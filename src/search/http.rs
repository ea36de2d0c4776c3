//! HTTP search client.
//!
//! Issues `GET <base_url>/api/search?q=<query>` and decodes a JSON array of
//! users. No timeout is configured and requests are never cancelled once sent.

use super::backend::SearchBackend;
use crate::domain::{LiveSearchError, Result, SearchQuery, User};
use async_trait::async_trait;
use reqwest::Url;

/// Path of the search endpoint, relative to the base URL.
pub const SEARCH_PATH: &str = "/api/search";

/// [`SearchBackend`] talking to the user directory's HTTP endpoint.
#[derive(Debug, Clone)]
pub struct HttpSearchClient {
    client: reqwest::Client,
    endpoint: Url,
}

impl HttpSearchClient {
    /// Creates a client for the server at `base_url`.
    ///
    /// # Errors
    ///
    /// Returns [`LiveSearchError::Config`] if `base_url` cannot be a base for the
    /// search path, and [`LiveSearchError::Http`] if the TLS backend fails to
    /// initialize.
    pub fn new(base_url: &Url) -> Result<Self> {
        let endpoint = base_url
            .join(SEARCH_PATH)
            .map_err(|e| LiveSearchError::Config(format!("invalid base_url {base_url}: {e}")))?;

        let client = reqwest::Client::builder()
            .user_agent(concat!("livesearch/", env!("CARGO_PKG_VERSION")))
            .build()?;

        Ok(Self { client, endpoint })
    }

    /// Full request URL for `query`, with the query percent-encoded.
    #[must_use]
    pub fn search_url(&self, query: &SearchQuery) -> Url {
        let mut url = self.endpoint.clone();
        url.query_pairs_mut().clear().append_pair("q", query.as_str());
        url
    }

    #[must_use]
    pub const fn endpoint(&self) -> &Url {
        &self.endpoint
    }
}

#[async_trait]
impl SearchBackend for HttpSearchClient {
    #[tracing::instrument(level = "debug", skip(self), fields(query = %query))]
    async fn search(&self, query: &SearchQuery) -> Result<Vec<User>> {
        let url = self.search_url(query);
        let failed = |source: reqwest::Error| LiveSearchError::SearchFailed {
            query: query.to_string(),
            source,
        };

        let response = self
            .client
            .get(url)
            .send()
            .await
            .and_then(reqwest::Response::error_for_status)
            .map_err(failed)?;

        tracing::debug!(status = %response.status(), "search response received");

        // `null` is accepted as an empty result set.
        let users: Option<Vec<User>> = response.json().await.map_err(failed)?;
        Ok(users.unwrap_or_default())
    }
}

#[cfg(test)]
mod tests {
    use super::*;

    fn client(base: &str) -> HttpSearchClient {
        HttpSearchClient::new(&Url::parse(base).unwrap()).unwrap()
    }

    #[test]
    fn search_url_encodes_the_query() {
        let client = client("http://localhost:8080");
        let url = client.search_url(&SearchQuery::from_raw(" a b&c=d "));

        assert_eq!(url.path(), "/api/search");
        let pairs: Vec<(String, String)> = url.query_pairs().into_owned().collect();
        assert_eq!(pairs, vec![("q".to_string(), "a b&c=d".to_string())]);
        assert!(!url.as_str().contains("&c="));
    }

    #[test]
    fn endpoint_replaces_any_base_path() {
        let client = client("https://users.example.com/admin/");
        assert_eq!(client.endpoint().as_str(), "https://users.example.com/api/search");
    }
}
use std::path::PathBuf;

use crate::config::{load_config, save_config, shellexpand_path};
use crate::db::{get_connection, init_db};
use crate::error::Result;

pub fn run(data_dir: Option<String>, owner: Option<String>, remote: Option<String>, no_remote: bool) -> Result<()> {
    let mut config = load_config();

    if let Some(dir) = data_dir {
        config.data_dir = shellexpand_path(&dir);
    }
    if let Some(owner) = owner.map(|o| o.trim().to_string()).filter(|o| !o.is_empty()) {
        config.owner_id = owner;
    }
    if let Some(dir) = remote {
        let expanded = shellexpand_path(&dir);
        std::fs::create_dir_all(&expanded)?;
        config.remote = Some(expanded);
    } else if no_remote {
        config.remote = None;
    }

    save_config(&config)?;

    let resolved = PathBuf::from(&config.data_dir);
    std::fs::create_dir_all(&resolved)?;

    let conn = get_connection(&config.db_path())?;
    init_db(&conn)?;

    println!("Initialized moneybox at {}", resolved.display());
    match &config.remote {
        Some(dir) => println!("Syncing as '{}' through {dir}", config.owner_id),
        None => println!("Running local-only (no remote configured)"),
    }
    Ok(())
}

☆ ☆ ☆ ☆ ☆ ☆ ☆

*WHAT YOU HAVE TO DO*. Every line above that holds "crate" should be copied out.

*YOUR SOLUTION*.
use crate::domain::{LiveSearchError, Result, SearchQuery, User};
use crate::config::{load_config, save_config, shellexpand_path};
use crate::db::{get_connection, init_db};
use crate::error::Result;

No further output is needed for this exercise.